Lesedauer: ca. 2min 26sec
Johanna Sophia Müller und Isabelle Guidi begeistern die Kinder in der Zehntscheuer GB-Foto: Vecsey

Johanna Sophia Müller und Isabelle Guidi begeistern die Kinder in der Zehntscheuer GB-Foto: Vecsey

„Jim Knopf und Lukas der Lokomotivführer“ – ganze 60 Jahre sind vergangen, seitdem dieses Buch erschien. In etlichen Kinderzimmern, unter etlichen Weihnachtsbäumen lagen die Abenteuer des gutmütigen Lokführers und des dunkelhäutigen Jungen von der kleinen Insel Lummerland, in der König Alfons der Viertel-vor-Zwölfte regiert. Berühmt sind die Verfilmungen, die Michael Endes erstes Buch durch die Augsburger Puppenkiste erfuhr. Zwei gab es: die eine in Schwarz-Weiß, die zweite in Farbe von 1978.

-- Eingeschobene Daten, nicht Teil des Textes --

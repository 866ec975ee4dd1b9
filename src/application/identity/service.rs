//! Authentication service, application-layer orchestration
//!
//! HTTP handlers and the identity middleware are thin wrappers that
//! delegate here.

use std::sync::Arc;

use serde::{Deserialize, Serialize};
use tracing::{debug, info};

use crate::domain::{
    CreateUserDto, DomainError, DomainResult, Principal, RepositoryProvider, User,
};
use crate::infrastructure::crypto::password::{hash_password, verify_password, DEFAULT_COST};
use crate::shared::errors::InfraError;
use crate::shared::validations::normalize_email;

/// Registration input as received from the caller.
#[derive(Debug, Clone)]
pub struct NewUser {
    pub name: String,
    pub email: String,
    pub password: String,
}

/// An account created at startup if its email is not registered yet.
#[derive(Debug, Clone, PartialEq, Serialize, Deserialize)]
pub struct SeedUser {
    pub name: String,
    pub email: String,
    pub password: String,
    #[serde(default)]
    pub is_admin: bool,
}

pub struct AuthService {
    repos: Arc<dyn RepositoryProvider>,
    bcrypt_cost: u32,
}

impl AuthService {
    pub fn new(repos: Arc<dyn RepositoryProvider>) -> Self {
        Self {
            repos,
            bcrypt_cost: DEFAULT_COST,
        }
    }

    /// Override the bcrypt work factor.
    pub fn with_bcrypt_cost(mut self, cost: u32) -> Self {
        self.bcrypt_cost = cost;
        self
    }

    // ── Registration ────────────────────────────────────────────

    /// Register a new, non-administrator user.
    pub async fn register(&self, input: NewUser) -> DomainResult<User> {
        let name = input.name.trim().to_string();
        let email = normalize_email(&input.email);

        if name.is_empty() {
            return Err(DomainError::Validation("name is required".into()));
        }
        validate_email(&email)?;
        if input.password.is_empty() {
            return Err(DomainError::Validation("password is required".into()));
        }

        let user = self.insert(name, email, &input.password, false).await?;
        info!(user_id = user.id, email = %user.email, "New user registered");
        Ok(user)
    }

    // ── Authentication ──────────────────────────────────────────

    /// Check email + password and return the matching user.
    pub async fn login(&self, email: &str, password: &str) -> DomainResult<User> {
        let email = normalize_email(email);
        let Some(user) = self.repos.users().find_by_email(&email).await? else {
            debug!(email = %email, "Login for unknown email");
            return Err(invalid_credentials());
        };

        let valid = verify_password(password, &user.password_hash).map_err(InfraError::from)?;
        if !valid {
            debug!(user_id = user.id, "Login with wrong password");
            return Err(invalid_credentials());
        }

        info!(user_id = user.id, "User logged in");
        Ok(user)
    }

    /// Resolve the user named by a request's identity.
    pub async fn authenticate(&self, user_id: i32) -> DomainResult<(User, Principal)> {
        match self.repos.users().find_by_id(user_id).await? {
            Some(user) => {
                let principal = user.principal();
                Ok((user, principal))
            }
            None => Err(DomainError::Authentication("unknown user".into())),
        }
    }

    // ── Seeding ─────────────────────────────────────────────────

    /// Create each seed account whose email is not registered yet.
    /// Returns how many accounts were created.
    pub async fn seed_users(&self, seeds: &[SeedUser]) -> DomainResult<usize> {
        let mut created = 0;
        for seed in seeds {
            let email = normalize_email(&seed.email);
            if self.repos.users().find_by_email(&email).await?.is_some() {
                debug!(email = %email, "Seed user already present");
                continue;
            }
            let user = self
                .insert(seed.name.trim().to_string(), email, &seed.password, seed.is_admin)
                .await?;
            info!(user_id = user.id, email = %user.email, is_admin = user.is_admin, "Seed user created");
            created += 1;
        }
        Ok(created)
    }

    async fn insert(
        &self,
        name: String,
        email: String,
        password: &str,
        is_admin: bool,
    ) -> DomainResult<User> {
        if self.repos.users().find_by_email(&email).await?.is_some() {
            return Err(email_taken());
        }
        let password_hash = hash_password(password, self.bcrypt_cost).map_err(InfraError::from)?;
        self.repos
            .users()
            .create(CreateUserDto {
                name,
                email,
                password_hash,
                is_admin,
            })
            .await
    }
}

fn invalid_credentials() -> DomainError {
    DomainError::Authentication("invalid credentials".into())
}

fn email_taken() -> DomainError {
    DomainError::Conflict("email already exists".into())
}

fn validate_email(email: &str) -> DomainResult<()> {
    if email.is_empty() {
        return Err(DomainError::Validation("email is required".into()));
    }
    let well_formed = match email.split_once('@') {
        Some((local, domain)) => {
            !local.is_empty()
                && !domain.contains('@')
                && domain.contains('.')
                && !domain.starts_with('.')
                && !domain.ends_with('.')
        }
        None => false,
    };
    if !well_formed {
        return Err(DomainError::Validation(format!("invalid email '{}'", email)));
    }
    Ok(())
}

Diesem Charme bleibt das kleine Tübinger Theater mit dem doppelsinnigen Namen „HERZeigen“ treu, auch wenn Johanna Sophia Müller und Isabelle Guidi viele Abenteuerszenen natürlich auch selber spielen. Eine professionelle Mütze und ein angeklebter Schnauzbart machen aus einer Schauspielerin ganz flink einen Lokführer; der kleine dunkle Bube, der grinsend auf dem Kessel der Lok sitzt, bleibt jedoch immer Puppe. Frau Mahlzahn dagegen – sie ist nicht dick, denn sie ist sehr dünn, sie kommt nicht aus Berlin und sie heißt nicht Cindy, aber ein Schrecknis wird, obschon man Namen nicht verwechseln soll, ein Schrecknis bleiben immerdar – tritt auf als Bildprojektion mit sehr viel wilden, krummen Zähnen im gemeinen Drachenmaul.

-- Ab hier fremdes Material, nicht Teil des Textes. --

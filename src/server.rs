//! Reusable reservation service runtime.
//!
//! [`ServerHandle`] owns the full server lifecycle: database connection,
//! migrations, seed users, the REST API, metrics, and graceful shutdown.
//! The binary and the integration tests both start the service through it.

use std::net::SocketAddr;
use std::sync::{Arc, OnceLock};

use metrics_exporter_prometheus::{PrometheusBuilder, PrometheusHandle};
use sea_orm::{ConnectionTrait, DatabaseConnection, Statement};
use sea_orm_migration::MigratorTrait;
use tracing::{error, info, warn};

use crate::application::AuthService;
use crate::config::{AppConfig, LogFormat, LoggingConfig};
use crate::domain::RepositoryProvider;
use crate::infrastructure::database::migrator::Migrator;
use crate::infrastructure::database::{
    init_database, redact_url, DatabaseConfig, SeaOrmRepositoryProvider,
};
use crate::interfaces::http::{create_api_router, AppState};
use crate::shared::shutdown::{ShutdownCoordinator, ShutdownSignal};

// ── Logging ────────────────────────────────────────────────────────

/// Install the global tracing subscriber. `RUST_LOG` wins over the
/// configured level. Calling it twice is harmless.
pub fn init_tracing(logging: &LoggingConfig) {
    let filter = tracing_subscriber::EnvFilter::try_from_default_env()
        .or_else(|_| tracing_subscriber::EnvFilter::try_new(&logging.level))
        .unwrap_or_else(|_| tracing_subscriber::EnvFilter::new("info"));

    let builder = tracing_subscriber::fmt().with_env_filter(filter);
    let result = match logging.format {
        LogFormat::Text => builder.try_init(),
        LogFormat::Json => builder.json().try_init(),
    };
    if result.is_err() {
        tracing::debug!("Tracing subscriber already installed");
    }
}

/// The process-wide Prometheus handle. The global recorder can only be
/// installed once, so restarts within one process reuse it.
fn prometheus_handle() -> PrometheusHandle {
    static PROM_HANDLE: OnceLock<PrometheusHandle> = OnceLock::new();
    PROM_HANDLE
        .get_or_init(|| match PrometheusBuilder::new().install_recorder() {
            Ok(handle) => {
                info!("📊 Prometheus metrics recorder installed");
                handle
            }
            Err(e) => {
                warn!(error = %e, "Metrics recorder unavailable, /metrics will be empty");
                PrometheusBuilder::new().build_recorder().handle()
            }
        })
        .clone()
}

/// Open the configured database, run `SELECT 1` and close it again.
pub async fn check_database(config: &DatabaseConfig) -> Result<(), sea_orm::DbErr> {
    let db = init_database(config).await?;
    let stmt = Statement::from_string(db.get_database_backend(), "SELECT 1".to_string());
    let result = db.execute(stmt).await;
    if let Err(e) = db.close().await {
        warn!("Error closing database connection: {}", e);
    }
    result.map(|_| ())
}

// ── Options ────────────────────────────────────────────────────────

/// Options for starting the reservation service.
pub struct ServerOptions {
    pub config: AppConfig,
    /// Run database migrations on startup (default: true).
    pub auto_migrate: bool,
    /// Create the configured seed users if missing (default: true).
    pub seed_users: bool,
}

impl Default for ServerOptions {
    fn default() -> Self {
        Self {
            config: AppConfig::default(),
            auto_migrate: true,
            seed_users: true,
        }
    }
}

// ── ServerHandle ───────────────────────────────────────────────────

/// Handle to a running reservation service.
///
/// ```rust,no_run
/// use vesuvio::server::{ServerHandle, ServerOptions};
///
/// #[tokio::main]
/// async fn main() -> Result<(), Box<dyn std::error::Error>> {
///     let handle = ServerHandle::start(ServerOptions::default()).await?;
///     handle.install_signal_handler();
///     handle.wait().await;
///     Ok(())
/// }
/// ```
pub struct ServerHandle {
    /// Repository provider for data access.
    pub repos: Arc<dyn RepositoryProvider>,
    /// The configuration the server was started with.
    pub config: AppConfig,
    /// Address the API is bound to (resolves port 0).
    pub local_addr: SocketAddr,

    db: DatabaseConnection,
    shutdown: ShutdownCoordinator,
    api_task: tokio::task::JoinHandle<()>,
}

impl ServerHandle {
    /// Start the service.
    ///
    /// 1. Install the Prometheus recorder
    /// 2. Connect to the database and run migrations
    /// 3. Create seed users
    /// 4. Bind and serve the REST API (with Swagger UI)
    pub async fn start(opts: ServerOptions) -> Result<Self, Box<dyn std::error::Error>> {
        let app_cfg = opts.config;
        app_cfg.validate()?;

        info!("Starting Vesuvio reservation service...");
        let prometheus = prometheus_handle();

        // ── Database ───────────────────────────────────────────
        let db_config = app_cfg.database_config();
        info!("Database: {}", redact_url(&db_config.url));
        let db = init_database(&db_config).await?;

        if opts.auto_migrate {
            info!("Running database migrations...");
            Migrator::up(&db, None).await?;
            info!("Migrations completed");
        }

        // ── Repositories & Services ────────────────────────────
        let repos: Arc<dyn RepositoryProvider> =
            Arc::new(SeaOrmRepositoryProvider::new(db.clone()));

        if opts.seed_users && !app_cfg.seed.users.is_empty() {
            let auth = AuthService::new(repos.clone())
                .with_bcrypt_cost(app_cfg.security.bcrypt_cost);
            let created = auth.seed_users(&app_cfg.seed.users).await?;
            info!(created, configured = app_cfg.seed.users.len(), "Seed users checked");
        }

        let state = AppState::new(
            db.clone(),
            repos.clone(),
            prometheus,
            app_cfg.security.bcrypt_cost,
        );
        let api_router = create_api_router(state);

        // ── Shutdown coordinator ───────────────────────────────
        let shutdown = ShutdownCoordinator::new(app_cfg.server.shutdown_timeout);
        let api_shutdown = shutdown.signal();

        // ── REST API server ────────────────────────────────────
        let listener = tokio::net::TcpListener::bind(app_cfg.server.address()).await?;
        let local_addr = listener.local_addr()?;
        info!("REST API server listening on http://{}", local_addr);
        info!("Swagger UI available at http://{}/docs/", local_addr);

        let api_server = axum::serve(listener, api_router).with_graceful_shutdown(async move {
            api_shutdown.wait().await;
            info!("🛑 REST API server received shutdown signal");
        });

        let api_task = tokio::spawn(async move {
            if let Err(e) = api_server.await {
                error!("REST API server error: {}", e);
            }
        });

        info!("🚀 Vesuvio started");

        Ok(Self {
            repos,
            config: app_cfg,
            local_addr,
            db,
            shutdown,
            api_task,
        })
    }

    /// Base URL for clients, e.g. `http://127.0.0.1:8080`.
    pub fn base_url(&self) -> String {
        format!("http://{}", self.local_addr)
    }

    /// Get a cloneable shutdown signal.
    pub fn shutdown_signal(&self) -> ShutdownSignal {
        self.shutdown.signal()
    }

    /// Install OS signal listeners (SIGTERM, SIGINT) that trigger shutdown.
    pub fn install_signal_handler(&self) {
        self.shutdown.start_signal_listener();
    }

    /// Trigger graceful shutdown (non-blocking).
    pub fn trigger_shutdown(&self) {
        self.shutdown.signal().trigger();
    }

    /// Wait for shutdown to be triggered, give in-flight requests up to
    /// `server.shutdown_timeout` seconds, then close the database.
    pub async fn wait(self) {
        let api_task = self.api_task;
        let drained = self
            .shutdown
            .shutdown_with_cleanup(|| async move {
                if let Err(e) = api_task.await {
                    error!("REST API server task panicked: {}", e);
                }
            })
            .await;
        if !drained {
            warn!("In-flight requests were cut off");
        }

        if let Err(e) = self.db.close().await {
            warn!("Error closing database connection: {}", e);
        } else {
            info!("✅ Database connection closed");
        }

        info!("👋 Vesuvio shutdown complete");
    }

    /// Trigger shutdown and wait for completion.
    pub async fn shutdown(self) {
        info!("🛑 Shutting down Vesuvio...");
        self.trigger_shutdown();
        self.wait().await;
    }

    pub fn is_running(&self) -> bool {
        !self.api_task.is_finished()
    }
}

Das Tübinger Theater „HERZeigen“ besteht seit dem Jahr 2012, bestand zuerst aus zwei, heute aus drei Spielerinnen, die sich auf Inszenierungen spezialisiert haben, die mit einfachen Mitteln, mit Puppen, Pantomime, Tanz und Musik die Fantasie eines jungen Publikums ansprechen wollen. In der Bondorfer Zehntscheuer, eingeladen von der Gemeindebibliothek, gelingt dies dem Theater vorzüglich: „Mein Freund Jim Knopf und ich, wir haben vor nichts und niemandem Angst!“, versichert darin der Lokführer der Kreatur, die in der Tonne sitzt. Die Tonne war eben noch Emma, die Lokomotive mit den schönen roten Rädern, mit der beide sich auf die Reise machten. Sie waren auch in Ping, der Hauptstadt von Mandala, und trafen dort eine reizende orientalische Person, die eine große Schüssel auf seinem Kopf trug.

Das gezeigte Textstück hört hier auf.